■ WHAT THE TASK REQUIRES
In the records below, find the line with "let endpoint_id = endpoint_id.into();" and the line with "share_target.id = target_id;". Print both exactly, along with every line between them, and no other line.
=-=-=
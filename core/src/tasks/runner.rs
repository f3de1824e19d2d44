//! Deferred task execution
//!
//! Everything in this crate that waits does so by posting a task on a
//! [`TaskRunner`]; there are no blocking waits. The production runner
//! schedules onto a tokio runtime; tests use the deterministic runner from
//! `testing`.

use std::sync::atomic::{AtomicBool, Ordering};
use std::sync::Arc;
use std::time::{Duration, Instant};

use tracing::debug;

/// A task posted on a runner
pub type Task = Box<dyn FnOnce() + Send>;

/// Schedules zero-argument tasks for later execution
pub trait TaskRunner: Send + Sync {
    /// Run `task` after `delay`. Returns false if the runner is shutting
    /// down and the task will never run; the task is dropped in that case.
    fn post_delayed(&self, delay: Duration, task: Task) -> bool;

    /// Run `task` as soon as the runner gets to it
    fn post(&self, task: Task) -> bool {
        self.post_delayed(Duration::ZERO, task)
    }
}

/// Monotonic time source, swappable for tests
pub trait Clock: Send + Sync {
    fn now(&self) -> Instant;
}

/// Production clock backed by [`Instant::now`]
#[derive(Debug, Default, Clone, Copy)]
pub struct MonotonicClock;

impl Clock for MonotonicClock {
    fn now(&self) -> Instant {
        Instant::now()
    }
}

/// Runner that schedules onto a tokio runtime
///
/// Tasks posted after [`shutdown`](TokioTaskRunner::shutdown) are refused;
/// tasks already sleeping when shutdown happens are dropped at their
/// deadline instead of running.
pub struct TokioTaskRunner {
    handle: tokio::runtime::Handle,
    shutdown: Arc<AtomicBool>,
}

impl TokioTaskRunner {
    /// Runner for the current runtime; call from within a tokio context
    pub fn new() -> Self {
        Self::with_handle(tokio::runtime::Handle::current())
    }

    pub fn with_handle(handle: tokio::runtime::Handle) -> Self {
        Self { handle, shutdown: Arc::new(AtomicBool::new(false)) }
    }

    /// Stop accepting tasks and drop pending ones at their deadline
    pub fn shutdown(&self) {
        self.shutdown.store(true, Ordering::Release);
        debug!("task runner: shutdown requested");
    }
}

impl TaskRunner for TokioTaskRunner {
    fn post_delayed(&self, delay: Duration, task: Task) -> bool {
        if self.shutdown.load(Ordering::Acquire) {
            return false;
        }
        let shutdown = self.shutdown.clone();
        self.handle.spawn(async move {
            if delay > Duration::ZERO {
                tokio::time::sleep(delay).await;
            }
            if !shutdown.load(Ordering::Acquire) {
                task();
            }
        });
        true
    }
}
=-=-=
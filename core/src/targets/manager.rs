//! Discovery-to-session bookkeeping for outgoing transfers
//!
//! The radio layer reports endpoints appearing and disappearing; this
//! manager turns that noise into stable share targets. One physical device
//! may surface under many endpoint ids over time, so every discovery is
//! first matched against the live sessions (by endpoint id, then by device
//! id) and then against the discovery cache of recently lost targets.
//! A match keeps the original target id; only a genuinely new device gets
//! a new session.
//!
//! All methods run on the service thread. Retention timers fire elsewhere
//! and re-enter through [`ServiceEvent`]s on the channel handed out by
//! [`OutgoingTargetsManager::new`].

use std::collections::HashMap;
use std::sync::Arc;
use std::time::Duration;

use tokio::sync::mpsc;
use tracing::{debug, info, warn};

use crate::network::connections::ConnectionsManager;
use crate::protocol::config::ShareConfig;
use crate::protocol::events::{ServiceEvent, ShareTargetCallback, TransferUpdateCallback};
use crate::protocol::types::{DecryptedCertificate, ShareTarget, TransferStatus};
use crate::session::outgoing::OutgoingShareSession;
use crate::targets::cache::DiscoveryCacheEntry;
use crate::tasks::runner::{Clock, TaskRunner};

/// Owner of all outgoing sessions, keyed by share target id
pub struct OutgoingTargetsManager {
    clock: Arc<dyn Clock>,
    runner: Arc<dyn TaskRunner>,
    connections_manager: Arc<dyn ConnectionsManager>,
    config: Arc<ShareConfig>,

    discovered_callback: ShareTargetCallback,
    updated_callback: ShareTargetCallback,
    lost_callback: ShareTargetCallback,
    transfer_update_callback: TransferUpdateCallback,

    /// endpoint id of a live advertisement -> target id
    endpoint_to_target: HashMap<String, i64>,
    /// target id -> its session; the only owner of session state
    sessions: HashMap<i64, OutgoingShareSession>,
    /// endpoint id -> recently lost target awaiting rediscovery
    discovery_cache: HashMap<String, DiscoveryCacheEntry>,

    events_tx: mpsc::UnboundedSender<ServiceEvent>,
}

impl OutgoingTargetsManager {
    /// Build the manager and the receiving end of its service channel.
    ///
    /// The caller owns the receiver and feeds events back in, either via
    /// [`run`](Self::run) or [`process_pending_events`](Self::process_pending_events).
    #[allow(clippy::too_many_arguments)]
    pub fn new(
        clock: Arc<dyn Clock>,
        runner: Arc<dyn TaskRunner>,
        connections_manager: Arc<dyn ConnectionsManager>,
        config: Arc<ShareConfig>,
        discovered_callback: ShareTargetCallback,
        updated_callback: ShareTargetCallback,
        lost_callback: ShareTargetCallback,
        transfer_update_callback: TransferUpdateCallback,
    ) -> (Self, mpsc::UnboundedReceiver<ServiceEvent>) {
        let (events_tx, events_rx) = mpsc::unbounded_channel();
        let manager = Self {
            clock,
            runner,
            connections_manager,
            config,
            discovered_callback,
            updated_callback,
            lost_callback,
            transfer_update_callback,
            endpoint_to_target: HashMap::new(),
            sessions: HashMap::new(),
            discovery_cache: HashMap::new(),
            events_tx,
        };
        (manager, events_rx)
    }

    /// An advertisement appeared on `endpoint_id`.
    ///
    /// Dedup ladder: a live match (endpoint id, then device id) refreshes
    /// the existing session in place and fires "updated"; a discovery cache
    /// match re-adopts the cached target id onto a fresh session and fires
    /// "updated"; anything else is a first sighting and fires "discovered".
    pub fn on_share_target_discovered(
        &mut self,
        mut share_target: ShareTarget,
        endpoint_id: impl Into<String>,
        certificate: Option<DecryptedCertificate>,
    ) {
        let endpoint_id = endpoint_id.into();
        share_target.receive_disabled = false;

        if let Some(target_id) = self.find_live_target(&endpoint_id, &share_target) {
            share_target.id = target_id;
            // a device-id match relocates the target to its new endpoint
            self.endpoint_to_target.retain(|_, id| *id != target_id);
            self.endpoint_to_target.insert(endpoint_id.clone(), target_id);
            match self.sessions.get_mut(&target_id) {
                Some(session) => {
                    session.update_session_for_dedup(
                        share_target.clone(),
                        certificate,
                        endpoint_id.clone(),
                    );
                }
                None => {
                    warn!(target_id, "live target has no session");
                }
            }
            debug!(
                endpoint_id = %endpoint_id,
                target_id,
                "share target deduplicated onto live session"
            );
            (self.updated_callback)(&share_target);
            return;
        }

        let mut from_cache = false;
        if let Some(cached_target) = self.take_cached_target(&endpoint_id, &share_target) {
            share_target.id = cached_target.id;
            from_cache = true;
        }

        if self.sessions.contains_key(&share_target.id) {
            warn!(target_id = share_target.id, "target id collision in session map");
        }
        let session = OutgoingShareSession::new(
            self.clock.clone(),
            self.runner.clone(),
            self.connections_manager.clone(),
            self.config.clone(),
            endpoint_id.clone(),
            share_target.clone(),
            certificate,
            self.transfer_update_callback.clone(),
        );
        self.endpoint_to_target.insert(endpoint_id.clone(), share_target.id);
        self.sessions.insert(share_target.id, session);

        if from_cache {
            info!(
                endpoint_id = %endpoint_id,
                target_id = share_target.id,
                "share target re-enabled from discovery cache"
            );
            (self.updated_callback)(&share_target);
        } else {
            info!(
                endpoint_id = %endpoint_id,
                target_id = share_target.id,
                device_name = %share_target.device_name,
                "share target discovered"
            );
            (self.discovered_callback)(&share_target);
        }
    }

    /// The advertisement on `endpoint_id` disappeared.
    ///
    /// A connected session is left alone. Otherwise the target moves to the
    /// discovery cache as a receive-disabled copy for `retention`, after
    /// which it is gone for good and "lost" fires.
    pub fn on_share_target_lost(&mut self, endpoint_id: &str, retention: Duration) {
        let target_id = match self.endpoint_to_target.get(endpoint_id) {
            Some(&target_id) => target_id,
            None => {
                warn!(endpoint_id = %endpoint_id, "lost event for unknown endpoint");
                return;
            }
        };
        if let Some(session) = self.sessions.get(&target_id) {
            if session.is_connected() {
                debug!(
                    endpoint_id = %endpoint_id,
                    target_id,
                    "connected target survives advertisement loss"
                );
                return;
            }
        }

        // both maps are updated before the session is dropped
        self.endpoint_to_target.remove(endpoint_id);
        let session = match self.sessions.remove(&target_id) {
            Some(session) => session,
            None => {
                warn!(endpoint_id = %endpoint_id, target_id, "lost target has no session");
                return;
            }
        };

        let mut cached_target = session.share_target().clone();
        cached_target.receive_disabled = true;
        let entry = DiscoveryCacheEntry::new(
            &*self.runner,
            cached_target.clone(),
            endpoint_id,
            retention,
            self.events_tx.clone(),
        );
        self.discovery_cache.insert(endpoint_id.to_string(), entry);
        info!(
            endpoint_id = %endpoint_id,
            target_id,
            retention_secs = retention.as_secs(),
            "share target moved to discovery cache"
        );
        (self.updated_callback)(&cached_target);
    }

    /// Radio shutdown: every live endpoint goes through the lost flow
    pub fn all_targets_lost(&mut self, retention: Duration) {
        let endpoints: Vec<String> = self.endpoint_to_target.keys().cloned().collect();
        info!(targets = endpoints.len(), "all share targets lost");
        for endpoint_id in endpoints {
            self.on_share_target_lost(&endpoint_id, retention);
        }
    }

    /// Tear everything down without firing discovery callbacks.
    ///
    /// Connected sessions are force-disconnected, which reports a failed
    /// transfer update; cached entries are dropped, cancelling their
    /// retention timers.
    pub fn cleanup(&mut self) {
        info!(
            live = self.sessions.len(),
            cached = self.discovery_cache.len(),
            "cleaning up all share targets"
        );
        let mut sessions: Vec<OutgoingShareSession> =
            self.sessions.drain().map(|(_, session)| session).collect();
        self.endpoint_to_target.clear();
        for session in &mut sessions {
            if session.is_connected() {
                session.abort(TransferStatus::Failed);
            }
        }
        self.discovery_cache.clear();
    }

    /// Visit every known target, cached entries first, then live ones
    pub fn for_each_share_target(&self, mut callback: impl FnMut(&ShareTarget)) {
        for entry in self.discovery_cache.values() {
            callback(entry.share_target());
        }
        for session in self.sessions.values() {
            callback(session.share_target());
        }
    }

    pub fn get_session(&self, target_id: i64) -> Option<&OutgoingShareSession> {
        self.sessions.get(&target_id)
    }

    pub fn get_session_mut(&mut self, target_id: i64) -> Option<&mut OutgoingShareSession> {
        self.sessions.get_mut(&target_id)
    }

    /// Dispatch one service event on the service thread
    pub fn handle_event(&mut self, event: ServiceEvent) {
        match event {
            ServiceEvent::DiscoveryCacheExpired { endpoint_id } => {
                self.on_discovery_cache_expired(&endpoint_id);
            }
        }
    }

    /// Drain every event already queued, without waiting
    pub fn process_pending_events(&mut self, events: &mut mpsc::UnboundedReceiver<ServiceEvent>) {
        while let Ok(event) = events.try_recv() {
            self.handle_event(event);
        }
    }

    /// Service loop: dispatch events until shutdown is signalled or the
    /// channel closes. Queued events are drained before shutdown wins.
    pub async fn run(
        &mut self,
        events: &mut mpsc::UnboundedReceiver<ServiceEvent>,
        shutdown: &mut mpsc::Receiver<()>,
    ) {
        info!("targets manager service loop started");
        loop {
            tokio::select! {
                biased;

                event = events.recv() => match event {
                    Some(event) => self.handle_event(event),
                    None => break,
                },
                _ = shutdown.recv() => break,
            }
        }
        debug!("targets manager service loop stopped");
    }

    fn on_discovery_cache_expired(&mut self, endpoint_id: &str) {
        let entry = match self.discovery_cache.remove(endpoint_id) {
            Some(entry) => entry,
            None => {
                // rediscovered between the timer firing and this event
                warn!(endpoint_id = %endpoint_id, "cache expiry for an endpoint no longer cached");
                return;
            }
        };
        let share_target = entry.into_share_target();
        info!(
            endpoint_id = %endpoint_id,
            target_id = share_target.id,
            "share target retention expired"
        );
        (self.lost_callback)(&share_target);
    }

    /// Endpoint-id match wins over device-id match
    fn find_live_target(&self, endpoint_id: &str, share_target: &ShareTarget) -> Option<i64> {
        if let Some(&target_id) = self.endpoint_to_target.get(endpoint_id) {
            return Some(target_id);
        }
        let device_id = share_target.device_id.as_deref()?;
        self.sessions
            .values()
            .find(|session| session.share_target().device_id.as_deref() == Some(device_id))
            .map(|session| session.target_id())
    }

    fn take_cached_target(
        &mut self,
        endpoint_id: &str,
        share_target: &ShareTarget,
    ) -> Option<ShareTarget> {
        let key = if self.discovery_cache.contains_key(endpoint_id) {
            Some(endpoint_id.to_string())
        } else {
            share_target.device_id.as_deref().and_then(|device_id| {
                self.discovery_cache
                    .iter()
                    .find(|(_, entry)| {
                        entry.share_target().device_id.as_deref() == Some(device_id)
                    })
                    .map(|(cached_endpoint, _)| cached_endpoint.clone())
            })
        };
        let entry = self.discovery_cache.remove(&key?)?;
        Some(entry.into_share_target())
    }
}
=-=-=
■ WRITTEN ANSWER
        let endpoint_id = endpoint_id.into();
        share_target.receive_disabled = false;

        if let Some(target_id) = self.find_live_target(&endpoint_id, &share_target) {
            share_target.id = target_id;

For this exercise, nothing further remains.